E já na parte final:

“Então deixemos para trás um país melhor do que aquele que nos deixaram.
Com cada sopro do meu peito socado a bronze,
nós elevaremos este mundo ferido a um mundo maravilhoso.
Nós nos levantaremos das colinas douradas do Oeste.
Nós nos levantaremos do nordeste varrido pelo vento,
onde os nossos antepassados fizeram a primeira revolução.
Nós nos levantaremos das cidades à beira dos lagos de Midwest.
Nós nos levantaremos do Sul escaldado pelo sol.
Nós vamos reconstruir, reconciliar e recuperar.”[2].

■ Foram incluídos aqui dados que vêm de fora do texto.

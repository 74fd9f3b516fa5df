use chrono::{DateTime, Utc};
use serde::{Deserialize, Serialize};

use super::role::NightActionDef;

/// プレイヤーが提出する夜アクションの内容。役職定義の形と一致する必要がある
#[derive(Debug, Clone, PartialEq, Serialize, Deserialize)]
#[serde(tag = "type", rename_all = "snake_case")]
pub enum NightActionPayload {
    ChoosePlayer { seat_id: usize },
    ChooseTwoPlayers { seat_ids: [usize; 2] },
    Confirm { confirmed: bool },
    Binary { choice: usize },
}

impl NightActionPayload {
    pub fn matches(&self, def: &NightActionDef) -> bool {
        match (self, def) {
            (NightActionPayload::ChoosePlayer { .. }, NightActionDef::ChoosePlayer { .. }) => true,
            (NightActionPayload::ChooseTwoPlayers { .. }, NightActionDef::ChooseTwoPlayers { .. }) => true,
            (NightActionPayload::Confirm { .. }, NightActionDef::Confirm { .. }) => true,
            (NightActionPayload::Binary { choice }, NightActionDef::Binary { options, .. }) => {
                *choice < options.len()
            }
            _ => false,
        }
    }
}

#[derive(Debug, Clone, Copy, PartialEq, Eq, Serialize, Deserialize)]
#[serde(rename_all = "snake_case")]
pub enum RequestStatus {
    Pending,
    Resolved,
}

pub const SKIP_RESULT: &str = "(no info)";

#[derive(Debug, Clone, PartialEq, Serialize, Deserialize)]
pub struct NightActionRequest {
    pub id: String,
    pub seat_id: usize,
    pub role_id: String,
    pub payload: NightActionPayload,
    pub status: RequestStatus,
    // real と seen が食い違う座席からの申請。説書人が偽の返答を作る合図で、
    // メカニクス上の効果は一切ない
    pub is_misdirected: bool,
    #[serde(skip_serializing_if = "Option::is_none")]
    pub result: Option<String>,
    pub timestamp: DateTime<Utc>,
}

impl NightActionRequest {
    pub fn pending(seat_id: usize, role_id: impl Into<String>, payload: NightActionPayload, is_misdirected: bool) -> Self {
        NightActionRequest {
            id: uuid::Uuid::new_v4().to_string(),
            seat_id,
            role_id: role_id.into(),
            payload,
            status: RequestStatus::Pending,
            is_misdirected,
            result: None,
            timestamp: Utc::now(),
        }
    }
}
//! 座席のライフサイクル管理。座席は作られたら破棄されず、占有者だけが入れ替わる

use crate::engine::Actor;
use crate::models::config::{MAX_SEATS, MIN_SEATS};
use crate::models::game::{GamePhase, GameState};
use crate::models::seat::Seat;

/// 上限に達している場合は何もしない
pub fn add_seat(state: &mut GameState) {
    if state.seats.len() >= MAX_SEATS {
        return;
    }
    let id = state.seats.len();
    state.seats.push(Seat::vacant(id));
}

/// 下限に達している場合は何もしない。末尾の座席を落とす
pub fn remove_seat(state: &mut GameState) {
    if state.seats.len() <= MIN_SEATS {
        return;
    }
    state.seats.pop();
}

pub fn join_seat(state: &mut GameState, actor: &Actor, seat_id: usize) {
    // すでにどこかに座っている場合は no-op
    if state.seat_of_user(&actor.user_id).is_some() {
        return;
    }
    let Some(seat) = state.seat_mut(seat_id) else {
        return;
    };
    // 他人の座席、または仮想プレイヤー用の座席には座れない
    if seat.user_id.is_some() || (seat.is_virtual && !actor.is_storyteller) {
        return;
    }
    seat.is_virtual = false;
    seat.user_id = Some(actor.user_id.clone());
    seat.user_name = actor.user_name.clone();
    let seat_no = seat_id + 1;
    state.push_system_message(format!("{} took seat {}", actor.user_name, seat_no));
}

pub fn leave_seat(state: &mut GameState, actor: &Actor) {
    let Some(seat) = state.seat_of_user_mut(&actor.user_id) else {
        return;
    };
    seat.clear_occupant();
    seat.reset_player_state();
    state.push_system_message(format!("{} left their seat", actor.user_name));
}

pub fn force_leave_seat(state: &mut GameState, seat_id: usize) {
    let Some(seat) = state.seat_mut(seat_id) else {
        return;
    };
    if !seat.is_occupied() {
        return;
    }
    let name = seat.user_name.clone();
    seat.clear_occupant();
    seat.reset_player_state();
    state.push_system_message(format!("{} was removed from their seat", name));
}

/// 最初の空席に仮想プレイヤーを座らせる
pub fn add_virtual_player(state: &mut GameState) {
    let Some(seat) = state.seats.iter_mut().find(|s| !s.is_occupied()) else {
        return;
    };
    seat.seat_virtual_player();
    let name = seat.user_name.clone();
    state.push_system_message(format!("{} joined the game", name));
}

pub fn remove_virtual_player(state: &mut GameState, seat_id: usize) {
    let Some(seat) = state.seat_mut(seat_id) else {
        return;
    };
    if !seat.is_virtual {
        return;
    }
    seat.clear_occupant();
    seat.reset_player_state();
}

/// 準備完了はゲーム開始前にのみ意味を持つ
pub fn toggle_ready(state: &mut GameState, actor: &Actor, seat_id: usize) {
    if state.phase != GamePhase::Setup {
        return;
    }
    let Some(seat) = state.seat_mut(seat_id) else {
        return;
    };
    let owns_seat = seat.user_id.as_deref() == Some(actor.user_id.as_str());
    if !owns_seat && !actor.is_storyteller {
        return;
    }
    seat.is_ready = !seat.is_ready;
}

Captura de ecrã da conta do Twitter de Marieke Lucas Rijneveld

2 – Marieke Lucas Rijneveld, de 29 anos, venceu o prestigiado Booker International, em 2020, com a obra de estreia The Discomfort of Evening. O livro, que será publicado este ano em Portugal pela Dom Quixote, fala-nos da dor e do luto a propósito da morte do seu irmão.

Foi a esta jovem e talentosa escritora que a editora holandesa Meulenhoff solicitou a tradução do poema de Gorman para holandês. Rijneveld aceitou, dizendo: “Numa altura de crescente polarização, Amanda Gorman evidencia na sua jovem voz o poder da spoken-word, o poder da reconciliação, o poder de alguém que olha para o futuro em vez de olhar para baixo”. Quando surgiu o convite para a tradução só pude dizer ‘sim’ e apoiá-la”[3].

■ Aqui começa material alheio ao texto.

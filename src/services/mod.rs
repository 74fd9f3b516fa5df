pub mod game_service;
pub mod room_service;
pub mod chat;
pub mod config;
pub mod game;
pub mod night;
pub mod role;
pub mod seat;
pub mod swap;
pub mod vote;
use axum::http::{self, HeaderValue, Method};
use dotenvy::dotenv;
use env_logger::Builder;
use log::LevelFilter;
use std::net::SocketAddr;
use tower_http::cors::CorsLayer;
use tower_http::trace::TraceLayer;

use grimoire_server::app;
use grimoire_server::utils::config::CONFIG;

// ログ設定
fn init_logger() {
    let mut builder = Builder::new();
    builder
        .filter_level(LevelFilter::Info)
        .filter_module("tower_http", LevelFilter::Debug)
        .filter_module("axum", LevelFilter::Debug)
        .format_timestamp(Some(env_logger::TimestampPrecision::Millis))
        .format_target(true)
        .init();
}

#[tokio::main]
async fn main() -> anyhow::Result<()> {
    // 環境変数をロード
    if let Err(e) = dotenv() {
        eprintln!("Warning: failed to load .env file: {}", e);
    }

    init_logger();

    // CORSレイヤーの設定
    let origins = [CONFIG.cors_origin.parse::<HeaderValue>()?];
    let cors = CorsLayer::new()
        .allow_origin(origins)
        .allow_methods([Method::GET, Method::POST, Method::DELETE])
        .allow_headers([http::header::CONTENT_TYPE]);

    // ルーティングの設定
    let app = app::create_app().layer(cors).layer(
        TraceLayer::new_for_http().make_span_with(|request: &http::Request<_>| {
            tracing::info_span!(
                "HTTP request",
                method = %request.method(),
                uri = %request.uri(),
            )
        }),
    );

    // サーバーの起動
    let addr = SocketAddr::from(([127, 0, 0, 1], CONFIG.port));
    let listener = tokio::net::TcpListener::bind(&addr).await?;

    println!("Server started: http://{}", addr);
    axum::serve(listener, app).await?;
    Ok(())
}
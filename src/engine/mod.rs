pub mod assignment;
pub mod chain;
pub mod chat;
pub mod game_over;
pub mod night;
pub mod notes;
pub mod phase;
pub mod roster;
pub mod swap;
pub mod view;
pub mod voting;

use serde::{Deserialize, Serialize};
use thiserror::Error;

use crate::catalog::RoleCatalog;
use crate::models::chat::InfoCard;
use crate::models::config::RuleConfig;
use crate::models::game::{ChainReactionEvent, GamePhase, GameState, Winner};
use crate::models::night::NightActionPayload;
use crate::models::seat::SeatStatus;

/// コマンドの発行者。認証は外部の責務で、ここでは自己申告を信頼する
#[derive(Debug, Clone, PartialEq, Serialize, Deserialize)]
pub struct Actor {
    pub user_id: String,
    pub user_name: String,
    #[serde(default)]
    pub is_storyteller: bool,
}

impl Actor {
    pub fn storyteller(name: impl Into<String>) -> Self {
        let name = name.into();
        Actor {
            user_id: format!("st-{}", name.to_lowercase()),
            user_name: name,
            is_storyteller: true,
        }
    }

    pub fn player(user_id: impl Into<String>, name: impl Into<String>) -> Self {
        Actor {
            user_id: user_id.into(),
            user_name: name.into(),
            is_storyteller: false,
        }
    }
}

/// ゲーム状態へのすべての変更はこのコマンド経由で行う
#[derive(Debug, Clone, PartialEq, Serialize, Deserialize)]
#[serde(tag = "op", rename_all = "snake_case")]
pub enum Command {
    // 座席
    JoinSeat { seat_id: usize },
    LeaveSeat,
    ForceLeaveSeat { seat_id: usize },
    AddSeat,
    RemoveSeat,
    AddVirtualPlayer,
    RemoveVirtualPlayer { seat_id: usize },
    ToggleReady { seat_id: usize },
    // 役職
    AssignRole { seat_id: usize, role_id: Option<String> },
    DistributeRoles,
    SetScript { script_id: String },
    // フェーズと夜の進行
    SetPhase { phase: GamePhase },
    NightNext,
    NightPrev,
    SubmitNightAction { role_id: String, payload: NightActionPayload },
    ResolveNightAction { request_id: String, result: String },
    // 投票
    StartVote { nominator_seat_id: Option<usize>, nominee_seat_id: usize },
    ToggleHand { seat_id: usize },
    NextClockHand,
    CloseVote,
    // 生死と連鎖
    ToggleDead { seat_id: usize },
    ConfirmChainEvent { event_id: String },
    SkipChainEvent { event_id: String },
    // 説書人の記録
    ToggleAbilityUsed { seat_id: usize },
    ToggleStatus { seat_id: usize, status: SeatStatus },
    AddReminder { seat_id: usize, text: String },
    RemoveReminder { reminder_id: String },
    AddStorytellerNote { content: String },
    UpdateStorytellerNote { note_id: String, content: String },
    DeleteStorytellerNote { note_id: String },
    // チャット
    SendMessage {
        content: String,
        recipient_id: Option<String>,
        #[serde(skip_serializing_if = "Option::is_none")]
        card: Option<InfoCard>,
    },
    ToggleWhispers,
    // 座席交換
    RequestSeatSwap { to_seat_id: usize },
    RespondToSwapRequest { request_id: String, accept: bool },
    SwapSeats { seat_a: usize, seat_b: usize },
    // 終了
    EndGame { winner: Winner, reason: String },
}

/// 構造的に不正な入力のみエラーになる。通常プレイ中の誤操作は no-op
#[derive(Debug, Error, PartialEq)]
pub enum EngineError {
    #[error("unknown role id: {0}")]
    UnknownRole(String),
    #[error("unknown script id: {0}")]
    UnknownScript(String),
    #[error("payload does not match the night action of role {0}")]
    PayloadMismatch(String),
}

pub struct Engine {
    catalog: RoleCatalog,
    rules: RuleConfig,
}

impl Engine {
    pub fn new(catalog: RoleCatalog, rules: RuleConfig) -> Self {
        Engine { catalog, rules }
    }

    pub fn catalog(&self) -> &RoleCatalog {
        &self.catalog
    }

    pub fn rules(&self) -> &RuleConfig {
        &self.rules
    }

    pub fn create_game(&self, room_id: impl Into<String>, seat_count: usize) -> GameState {
        GameState::new(room_id, seat_count)
    }

    /// コマンドを一つ適用する。状態の変更は常に丸ごと適用され、
    /// 戻り値は新たに積まれた連鎖イベント
    pub fn apply(
        &self,
        state: &mut GameState,
        actor: &Actor,
        command: Command,
    ) -> Result<Vec<ChainReactionEvent>, EngineError> {
        let st = actor.is_storyteller;
        match command {
            Command::JoinSeat { seat_id } => roster::join_seat(state, actor, seat_id),
            Command::LeaveSeat => roster::leave_seat(state, actor),
            Command::ForceLeaveSeat { seat_id } if st => roster::force_leave_seat(state, seat_id),
            Command::AddSeat if st => roster::add_seat(state),
            Command::RemoveSeat if st => roster::remove_seat(state),
            Command::AddVirtualPlayer if st => roster::add_virtual_player(state),
            Command::RemoveVirtualPlayer { seat_id } if st => {
                roster::remove_virtual_player(state, seat_id)
            }
            Command::ToggleReady { seat_id } => roster::toggle_ready(state, actor, seat_id),

            Command::AssignRole { seat_id, role_id } if st => {
                assignment::assign_role(self, state, seat_id, role_id.as_deref())?
            }
            Command::DistributeRoles if st => assignment::distribute_roles(self, state),
            Command::SetScript { script_id } if st => phase::set_script(self, state, &script_id)?,

            Command::SetPhase { phase } if st => phase::set_phase(self, state, phase),
            Command::NightNext if st => night::night_next(state),
            Command::NightPrev if st => night::night_prev(state),
            Command::SubmitNightAction { role_id, payload } => {
                night::submit_night_action(self, state, actor, &role_id, payload)?
            }
            Command::ResolveNightAction { request_id, result } if st => {
                night::resolve_night_action(state, &request_id, result)
            }

            Command::StartVote { nominator_seat_id, nominee_seat_id } if st => {
                voting::start_vote(state, nominator_seat_id, nominee_seat_id)
            }
            Command::ToggleHand { seat_id } => voting::toggle_hand(state, actor, seat_id),
            Command::NextClockHand if st => voting::next_clock_hand(state),
            Command::CloseVote if st => {
                voting::close_vote(self, state);
            }

            Command::ToggleDead { seat_id } if st => {
                return Ok(chain::toggle_dead(self, state, seat_id));
            }
            Command::ConfirmChainEvent { event_id } if st => {
                return Ok(chain::confirm_chain_event(self, state, &event_id));
            }
            Command::SkipChainEvent { event_id } if st => chain::skip_chain_event(state, &event_id),

            Command::ToggleAbilityUsed { seat_id } if st => {
                if let Some(seat) = state.seat_mut(seat_id) {
                    seat.has_used_ability = !seat.has_used_ability;
                }
            }
            Command::ToggleStatus { seat_id, status } if st => {
                if let Some(seat) = state.seat_mut(seat_id) {
                    match seat.statuses.iter().position(|s| *s == status) {
                        Some(idx) => {
                            seat.statuses.remove(idx);
                        }
                        None => seat.statuses.push(status),
                    }
                }
            }
            Command::AddReminder { seat_id, text } if st => {
                let reminder = crate::models::seat::Reminder::new(
                    seat_id,
                    text,
                    crate::models::seat::PUBLIC_REMINDER_SOURCE,
                );
                if let Some(seat) = state.seat_mut(seat_id) {
                    seat.reminders.push(reminder);
                }
            }
            Command::RemoveReminder { reminder_id } if st => {
                for seat in &mut state.seats {
                    seat.reminders.retain(|r| r.id != reminder_id);
                }
            }
            Command::AddStorytellerNote { content } if st => notes::add_note(state, content),
            Command::UpdateStorytellerNote { note_id, content } if st => {
                notes::update_note(state, &note_id, content)
            }
            Command::DeleteStorytellerNote { note_id } if st => notes::delete_note(state, &note_id),

            Command::SendMessage { content, recipient_id, card } => {
                chat::send_message(state, actor, content, recipient_id, card)
            }
            Command::ToggleWhispers if st => chat::toggle_whispers(state),

            Command::RequestSeatSwap { to_seat_id } => {
                swap::request_seat_swap(state, actor, to_seat_id)
            }
            Command::RespondToSwapRequest { request_id, accept } => {
                swap::respond_to_swap_request(state, actor, &request_id, accept)
            }
            Command::SwapSeats { seat_a, seat_b } if st => swap::swap_seats(state, seat_a, seat_b),

            Command::EndGame { winner, reason } if st => {
                game_over::end_game(state, winner, reason)
            }

            // 権限のない操作は黙って無視する（信頼された説書人モデル）
            _ => {}
        }
        Ok(Vec::new())
    }
}

#[cfg(test)]
mod tests {
    use super::*;
    use crate::models::config::RuleConfig;

    fn engine() -> Engine {
        Engine::new(RoleCatalog::builtin(), RuleConfig::default())
    }

    #[test]
    fn non_storyteller_commands_are_ignored() {
        let engine = engine();
        let mut state = engine.create_game("1234", 7);
        let player = Actor::player("u1", "Alice");

        let events = engine
            .apply(&mut state, &player, Command::AddSeat)
            .unwrap();
        assert!(events.is_empty());
        assert_eq!(state.seats.len(), 7);

        engine
            .apply(&mut state, &player, Command::SetPhase { phase: GamePhase::Night })
            .unwrap();
        assert_eq!(state.phase, GamePhase::Setup);
    }

    #[test]
    fn storyteller_can_drive_the_game() {
        let engine = engine();
        let mut state = engine.create_game("1234", 7);
        let st = Actor::storyteller("Host");

        engine.apply(&mut state, &st, Command::AddSeat).unwrap();
        assert_eq!(state.seats.len(), 8);

        engine
            .apply(&mut state, &st, Command::SetPhase { phase: GamePhase::Night })
            .unwrap();
        assert_eq!(state.phase, GamePhase::Night);
        assert_eq!(state.round_info.night_count, 1);
    }

    #[test]
    fn unknown_role_surfaces_an_error() {
        let engine = engine();
        let mut state = engine.create_game("1234", 7);
        let st = Actor::storyteller("Host");

        let err = engine
            .apply(
                &mut state,
                &st,
                Command::AssignRole { seat_id: 0, role_id: Some("dragon".to_string()) },
            )
            .unwrap_err();
        assert_eq!(err, EngineError::UnknownRole("dragon".to_string()));
    }
}
pub mod config;
pub mod test_setup;
pub mod websocket;
use async_graphql::Context;
use tracing::debug;

use threadline_types::models::UserId;

use crate::auth::decode_token;
use crate::error::ApiError;

/// Per-request identity, attached to every GraphQL request by the HTTP layer.
#[derive(Debug, Clone, Copy, Default)]
pub struct RequestContext {
    pub user_id: Option<UserId>,
}

impl RequestContext {
    pub fn anonymous() -> Self {
        Self::default()
    }

    pub fn authenticated(user_id: UserId) -> Self {
        Self {
            user_id: Some(user_id),
        }
    }

    /// Resolve a bearer token. A bad or expired token is not an error: the
    /// request just proceeds anonymously.
    pub fn from_bearer(secret: &str, token: Option<&str>) -> Self {
        let Some(token) = token else {
            return Self::anonymous();
        };
        match decode_token(secret, token) {
            Ok(claims) => Self::authenticated(claims.sub),
            Err(e) => {
                debug!("Rejected bearer token: {}", e);
                Self::anonymous()
            }
        }
    }
}

pub(crate) fn viewer(ctx: &Context<'_>) -> Option<UserId> {
    ctx.data_opt::<RequestContext>().and_then(|c| c.user_id)
}

pub(crate) fn require_user(ctx: &Context<'_>) -> Result<UserId, ApiError> {
    viewer(ctx).ok_or(ApiError::Unauthenticated)
}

3 – Zaïre Krieger, activista e artista holandesa, manifestou no Twitter, em 23 de Fevereiro, a sua posição acerca da escolha de Rijneveld como tradutora: “How salty on a level from one to the Dead Sea am I going to sound when I say that tons of female spoken word artists of color (Babs Gons, Lisette Maneza etc.) could have done this better?”[4] A mensagem disseminou-se rapidamente entre os seguidores de Krieger.

4 – Janice Deul, activista e jornalista holandesa, escreveu, no jornal de Volkskrant a 25 de Fevereiro, um artigo de opinião, intitulado Uma tradutora branca para a poesia de Amanda Gorman: inacreditável, no qual se insurge também contra a escolha da tradutora pela Meulenhoff: “Why not choose a writer who is—just like Gorman—a spoken word artist, young, female, and unapologetically Black?”[5].

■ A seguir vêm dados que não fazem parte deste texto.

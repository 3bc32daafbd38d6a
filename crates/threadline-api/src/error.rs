use thiserror::Error;

/// Failures a resolver can run into. `Display` is what the client sees, so
/// datastore detail stays in the logs.
#[derive(Debug, Error)]
pub enum ApiError {
    #[error("not authenticated")]
    Unauthenticated,

    #[error("internal error")]
    Datastore(#[from] anyhow::Error),
}
//! Database row types. These map directly to SQLite rows.
//! Timestamps are epoch milliseconds.

use threadline_types::models::{PostId, UserId, VoteValue};

#[derive(Debug, Clone)]
pub struct UserRow {
    pub id: UserId,
    pub username: String,
    pub email: String,
    pub password: String,
    pub created_at: i64,
    pub updated_at: i64,
}

#[derive(Debug, Clone)]
pub struct PostRow {
    pub id: PostId,
    pub title: String,
    pub text: String,
    pub points: i64,
    pub creator_id: UserId,
    pub created_at: i64,
    pub updated_at: i64,
}

/// A post as seen by a particular viewer.
#[derive(Debug, Clone)]
pub struct PostView {
    pub post: PostRow,
    pub creator: UserRow,
    /// `None` for anonymous viewers and for posts the viewer has not voted on.
    pub vote_status: Option<VoteValue>,
}

#[derive(Debug, Clone)]
pub struct FeedPage {
    pub posts: Vec<PostView>,
    pub has_more: bool,
}

/// Result of attempting to insert a user.
#[derive(Debug)]
pub enum NewUser {
    Created(UserRow),
    UsernameTaken,
    EmailTaken,
}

5 – Marieke Lucas Rijneveld, face à controvérsia, desistiu deferentemente da tradução: “Manifestando-se “em choque pelo tumulto” em torno do seu envolvimento “no acto de espalhar a mensagem de Amanda Gorman”, Rijneveld disse ainda assim que compreende “as pessoas que se sentem feridas pela decisão da Meulenhoff” de lhe entregar a tradução.”[6]

6 – Patrícia Reis, jornalista, em artigo de opinião, diz o seguinte: “(…) neste caso da tradução do poema de Amanda Gorman, parece que a opinião de uma jornalista, Janice Deul, — a moça que levantou a questão alegando a existência de muita consternação nas redes sociais (ai que medo!) —, tem mais peso do que o bom senso. E parece-me também a escritora holandesa não esteve para se chatear. É pena.”[7]

Permitam-me, por fim, interromper esta história de personagens femininas, algumas mais notáveis do que outras, para perguntar o seguinte: seguindo a lógica de Zaïre Krieger, Janice Deul e seguramente mais humanos, eu, branco masculino, heterossexual, europeu e eurófilo, poderei continuar a dar aulas a pessoas de outro género, de outra sexualidade e de outra etnia?

Foi nesta caricatura, bizarra e acéfala, que se transformaram as justas e muito difíceis lutas pelos direitos civis das minorias dos anos 60?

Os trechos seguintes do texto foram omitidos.